Tuesday, July 28, 2015

Rare, Brief and Non-Recurring

Perhaps the most important national body in the homelessness arena is the United States Interagency Council on Homelessness (USICH). USICH is an independent Federal agency. Its job is to “coordinate the Federal response to homelessness and to create a national partnership at every level of government and with the private sector to reduce and end homelessness in the nation while maximizing the effectiveness of the Federal Government in contributing to the end of homelessness.” In this capacity, in 2010, it wrote Opening Doors, a national strategic plan to end homelessness. The plan was amended and updated in 2012, updated in 2013, and has just been amended and updated once again.



http://usich.gov/opening_doors/
Opening Doors 2015
The following is from the Opening Doors page on the USICH website. I have copied it here and put the main items and functions that MDHA and bodies like it in every community figure heavily into, in bold.

“Opening Doors presents objectives and themes that build upon the lesson that mainstream housing, health, education, and human service programs must be fully engaged and coordinated to prevent and end homelessness. These include:
  • Increasing leadership, collaboration, and civic engagement, with a focus on providing and promoting collaborative leadership at all levels of government and across all sectors, and strengthening the capacity of public and private organizations by increasing knowledge about collaboration and successful interventions to prevent and end homelessness.
  • Increasing access to stable and affordable housing, by providing affordable housing and permanent supportive housing.
  • Increasing economic security, by improving access to education and increasing meaningful and sustainable employment and improving access to mainstream programs and services to reduce financial vulnerability to homelessness.
  • Improving health and stability, by linking health care with homeless assistance programs and housing, advancing stability for unaccompanied youth experiencing homelessness and youth aging out of systems such as foster care and juvenile justice, and improving discharge planning for people who have frequent contact with hospitals and criminal justice systems.
  • Retooling the homeless response system, by transforming homeless services to crisis response systems that prevent homelessness and rapidly return people who experience homelessness to stable housing.”
I put the entire final point in bold text, because this is the core of where we go from here, but really where we have been headed from the start.
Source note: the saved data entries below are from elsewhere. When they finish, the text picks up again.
//! 统一错误模型
//! 定义所有错误类型和错误响应格式

use axum::{
    http::StatusCode,
    response::{IntoResponse, Json, Response},
};
use serde::Serialize;
use thiserror::Error;

/// 结果类型别名
pub type Result<T> = std::result::Result<T, AppError>;

/// 应用错误类型
#[derive(Debug, Error)]
pub enum AppError {
    #[error("Database error: {0}")]
    Database(#[from] sqlx::Error),

    #[error("Configuration error: {0}")]
    Config(String),

    #[error("Authentication failed")]
    Unauthorized,

    #[error("Authentication error: {0}")]
    Authentication(String),

    #[error("Email already exists")]
    DuplicateEmail,

    #[error("Resource not found: {0}")]
    NotFound(String),

    #[error("Invalid request: {0}")]
    BadRequest(String),

    #[error("Validation failed")]
    Validation(validator::ValidationErrors),

    #[error("Internal server error: {0}")]
    Internal(String),
}

impl AppError {
    /// 获取 HTTP 状态码
    pub fn status_code(&self) -> StatusCode {
        match self {
            AppError::Unauthorized => StatusCode::UNAUTHORIZED,
            AppError::Authentication(_) => StatusCode::UNAUTHORIZED,
            AppError::DuplicateEmail => StatusCode::CONFLICT,
            AppError::NotFound(_) => StatusCode::NOT_FOUND,
            AppError::BadRequest(_) => StatusCode::BAD_REQUEST,
            AppError::Validation(_) => StatusCode::BAD_REQUEST,
            AppError::Database(_) | AppError::Config(_) | AppError::Internal(_) => {
                StatusCode::INTERNAL_SERVER_ERROR
            }
        }
    }

    /// 获取用户友好的错误消息（不包含敏感信息）
    pub fn user_message(&self) -> String {
        match self {
            AppError::Unauthorized => "Authentication failed".to_string(),
            AppError::Authentication(msg) => msg.clone(),
            AppError::DuplicateEmail => "Email already exists".to_string(),
            AppError::NotFound(msg) => format!("{} not found", msg),
            AppError::BadRequest(msg) => msg.clone(),
            AppError::Validation(_) => "Validation failed".to_string(),
            AppError::Database(_) => "Database error occurred".to_string(),
            AppError::Config(_) => "Configuration error".to_string(),
            AppError::Internal(_) => "Internal server error".to_string(),
        }
    }

    /// 获取错误码
    pub fn code(&self) -> u16 {
        self.status_code().as_u16()
    }

    // 便捷方法
    pub fn not_found(msg: &str) -> Self {
        AppError::NotFound(msg.to_string())
    }

    pub fn authentication(msg: &str) -> Self {
        AppError::Authentication(msg.to_string())
    }

    pub fn bad_request(msg: &str) -> Self {
        AppError::BadRequest(msg.to_string())
    }

    pub fn internal(msg: &str) -> Self {
        AppError::Internal(msg.to_string())
    }

    /// 将字段级验证失败展开为结构化列表
    fn field_errors(&self) -> Option<Vec<FieldError>> {
        let AppError::Validation(errors) = self else {
            return None;
        };

        let mut fields: Vec<FieldError> = errors
            .field_errors()
            .iter()
            .flat_map(|(field, errs)| {
                errs.iter().map(move |e| FieldError {
                    field: field.to_string(),
                    message: e
                        .message
                        .as_ref()
                        .map(|m| m.to_string())
                        .unwrap_or_else(|| e.code.to_string()),
                })
            })
            .collect();

        fields.sort_by(|a, b| a.field.cmp(&b.field));
        Some(fields)
    }
}

/// 错误响应 DTO
#[derive(Serialize)]
pub struct ErrorResponse {
    pub error: ErrorDetail,
}

#[derive(Serialize)]
pub struct ErrorDetail {
    pub code: u16,
    pub message: String,
    pub request_id: String,
    /// 验证失败时的字段错误列表
    #[serde(skip_serializing_if = "Option::is_none")]
    pub errors: Option<Vec<FieldError>>,
}

/// 单个字段的验证错误
#[derive(Serialize)]
pub struct FieldError {
    pub field: String,
    pub message: String,
}

impl IntoResponse for AppError {
    fn into_response(self) -> Response {
        let status = self.status_code();
        let request_id = uuid::Uuid::new_v4().to_string();

        let error_response = ErrorResponse {
            error: ErrorDetail {
                code: self.code(),
                message: self.user_message(),
                request_id,
                errors: self.field_errors(),
            },
        };

        // 记录错误日志
        tracing::error!(
            code = self.code(),
            message = %self,
            request_id = %error_response.error.request_id,
            "Application error"
        );

        (status, Json(error_response)).into_response()
    }
}

/// 从 validator::ValidationErrors 转换
impl From<validator::ValidationErrors> for AppError {
    fn from(e: validator::ValidationErrors) -> Self {
        AppError::Validation(e)
    }
}

/// 从 config::ConfigError 转换
impl From<config::ConfigError> for AppError {
    fn from(e: config::ConfigError) -> Self {
        AppError::Config(e.to_string())
    }
}

#[cfg(test)]
mod tests {
    use super::*;

    #[test]
    fn test_error_codes() {
        assert_eq!(AppError::Unauthorized.code(), 401);
        assert_eq!(AppError::authentication("Invalid token").code(), 401);
        assert_eq!(AppError::DuplicateEmail.code(), 409);
        assert_eq!(AppError::not_found("Transaction").code(), 404);
        assert_eq!(AppError::bad_request("test").code(), 400);
        assert_eq!(AppError::internal("boom").code(), 500);
    }

    #[test]
    fn test_user_message_no_sensitive_info() {
        let error = AppError::Database(sqlx::Error::RowNotFound);
        let message = error.user_message();
        assert_eq!(message, "Database error occurred");
        assert!(!message.contains("sqlx"));
    }

    #[test]
    fn test_validation_errors_are_listed() {
        use validator::Validate;

        let invalid = crate::models::auth::RegisterRequest {
            name: "A".to_string(),
            email: "not-an-email".to_string(),
            password: "12345678".to_string(),
        };
        let error = AppError::Validation(invalid.validate().unwrap_err());
        assert_eq!(error.code(), 400);

        let fields = error.field_errors().unwrap();
        assert_eq!(fields.len(), 1);
        assert_eq!(fields[0].field, "email");
        assert_eq!(fields[0].message, "Valid email is required");
    }
}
After all, the idea of service providers working together as a homeless response system is not new to Dallas. Indeed, Dallas’ ten year plan envisioned such a system, led by MDHA: “A seamless system of care needs to be developed…” Why?  “Individuals benefit from client-centered services that place the burden of coordination on the systems that serve them.”

Laura Green Zellinger, former Executive Director of the USICH, elaborates on this important point in the national context: “With true coordination and collaboration, homeless providers and mainstream systems can work together to create a seamless response that does not expect people to navigate multiple programs in an effort to get their needs met…” This Zellinger emphasizes is the only way we can, “prevent homelessness whenever possible or otherwise ensure that homelessness is a rare, brief, and nonrecurring experience.”
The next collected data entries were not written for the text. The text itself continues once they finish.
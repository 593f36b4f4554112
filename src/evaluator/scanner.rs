use crate::{error::EvalError, evaluator::core::EvalResult};

/// Upper bound on the number of digits scanned after the decimal point.
///
/// Once the bound is reached the literal ends, even if more digits follow.
/// This is a defensive bound against runaway fractional scanning, not a
/// rounding rule.
pub const MAX_FRACTIONAL_DIGITS: i32 = 10;

/// Scans a numeric literal starting at the given cursor position.
///
/// Consumes the maximal run of digits containing at most one decimal point.
/// Integer digits shift the accumulator left by one decimal order; the
/// fractional digit at position `n` after the point contributes
/// `digit / 10^n`. The literal may begin with the decimal point, so `.5`
/// scans as `0.5`.
///
/// Scanning stops at the first character that is neither a digit nor the
/// point, at the end of the input, or once [`MAX_FRACTIONAL_DIGITS`] digits
/// have been consumed after the point (the overflowing digit is left
/// unconsumed).
///
/// # Parameters
/// - `expression`: The whitespace-stripped expression text.
/// - `start`: Cursor position of the first character of the literal.
///
/// # Returns
/// The parsed value and the cursor position immediately past the consumed
/// run.
///
/// # Errors
/// Returns `MalformedLiteral` if the run contains a second decimal point or
/// no digits at all (a lone point is not a literal).
///
/// # Example
/// ```
/// use stacalc::evaluator::scanner::scan_literal;
///
/// let (value, next) = scan_literal("2.5+1", 0).unwrap();
/// assert_eq!(value, 2.5);
/// assert_eq!(next, 3);
///
/// assert!(scan_literal("1.5.2", 0).is_err());
/// ```
pub fn scan_literal(expression: &str, start: usize) -> EvalResult<(f64, usize)> {
    let bytes = expression.as_bytes();
    let mut index = start;
    let mut value = 0.0;
    let mut digits = 0;
    let mut fractional = false;
    let mut fractional_digits = 0;

    while index < bytes.len() {
        let byte = bytes[index];

        if byte == b'.' {
            if fractional {
                return Err(EvalError::MalformedLiteral { pos: index });
            }
            fractional = true;
            index += 1;
            continue;
        }

        if !byte.is_ascii_digit() {
            break;
        }

        let digit = f64::from(byte - b'0');
        digits += 1;
        if fractional {
            fractional_digits += 1;
            if fractional_digits > MAX_FRACTIONAL_DIGITS {
                break;
            }
            value += digit / 10f64.powi(fractional_digits);
        } else {
            value = value * 10.0 + digit;
        }
        index += 1;
    }

    if digits == 0 {
        return Err(EvalError::MalformedLiteral { pos: start });
    }

    Ok((value, index))
}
Now, we have to really make this happen. That is why the 2015 amendment provides, “An operational definition for an end to homelessness... An end to homelessness means that every community will have a system in place that ensures homelessness is prevented whenever possible or is otherwise a rare, brief, and non-recurring experience.” (Emphasis mine – DSG.)
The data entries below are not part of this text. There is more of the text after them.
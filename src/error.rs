#[derive(Debug, Clone, PartialEq, Eq)]
/// Represents all errors that can occur while evaluating an expression.
///
/// Every variant carries `pos`, the zero-based character offset in the
/// whitespace-stripped expression at which the failure was detected. For a
/// failure inside a bracketed or function-argument sub-expression the offset
/// is relative to that substring, since sub-expressions are evaluated as
/// independent expressions.
pub enum EvalError {
    /// Attempted division by zero.
    DivisionByZero {
        /// The offset where the error occurred.
        pos: usize,
    },
    /// An opening bracket has no matching closing bracket, or vice versa.
    UnmatchedBracket {
        /// The offset where the error occurred.
        pos: usize,
    },
    /// An operator is missing one of its operands.
    MissingOperand {
        /// The offset where the error occurred.
        pos: usize,
    },
    /// A value was left over after all operators were applied.
    TrailingOperand {
        /// The offset where the error occurred.
        pos: usize,
    },
    /// Called a function other than `sin`, `cos` or `tan`.
    UnknownFunction {
        /// The name of the function.
        name: String,
        /// The offset where the error occurred.
        pos:  usize,
    },
    /// A numeric literal contains more than one decimal point.
    MalformedLiteral {
        /// The offset where the error occurred.
        pos: usize,
    },
    /// A character that is neither a digit, a decimal point, nor a
    /// recognized operator or function symbol.
    UnrecognizedCharacter {
        /// The character encountered.
        symbol: char,
        /// The offset where the error occurred.
        pos:    usize,
    },
    /// The expression, or a bracketed sub-expression, is empty.
    EmptyExpression {
        /// The offset where the error occurred.
        pos: usize,
    },
}

impl std::fmt::Display for EvalError {
    fn fmt(&self, f: &mut std::fmt::Formatter<'_>) -> std::fmt::Result {
        match self {
            Self::DivisionByZero { pos } => {
                write!(f, "Error at offset {pos}: Division by zero.")
            },

            Self::UnmatchedBracket { pos } => {
                write!(f, "Error at offset {pos}: Unmatched bracket.")
            },

            Self::MissingOperand { pos } => {
                write!(f, "Error at offset {pos}: Operator is missing an operand.")
            },

            Self::TrailingOperand { pos } => write!(f,
                                                    "Error at offset {pos}: Value left over after all operators were applied."),

            Self::UnknownFunction { name, pos } => {
                write!(f, "Error at offset {pos}: Unknown function '{name}'.")
            },

            Self::MalformedLiteral { pos } => write!(f,
                                                     "Error at offset {pos}: Literal contains more than one decimal point."),

            Self::UnrecognizedCharacter { symbol, pos } => {
                write!(f, "Error at offset {pos}: Unrecognized character '{symbol}'.")
            },

            Self::EmptyExpression { pos } => {
                write!(f, "Error at offset {pos}: Expression is empty.")
            },
        }
    }
}

impl std::error::Error for EvalError {}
This is why MDHA and the Dallas area Continuum of Care developed the Continuum of Care Strategic Work Plan (CoCSWP). It is no coincidence that the subtitle of this document that guides our work this year and next is "Building an Effective Homeless Response System". Through this plan, we are building a system that will deliver on the promise to, “prevent homelessness whenever possible or otherwise ensure that homelessness is a rare, brief, and nonrecurring experience.”

Are you with us?

No, seriously, are you with us? This is not a rhetorical question. As Opening Doors clarifies on the national level and the Continuum of Care Strategic Work Plan (CoCSWP) emphasizes on a local level, the only way we end homelessness is through community wide commitment to making homelessness rare, brief and non-recurring. "Community" means each and every one of us. So, review the CoCSWP, and see where you fit in, and how you can be part of the systemic solution. In other words, we humbly disagree with Pink Floyd. You are not just another brick in the wall.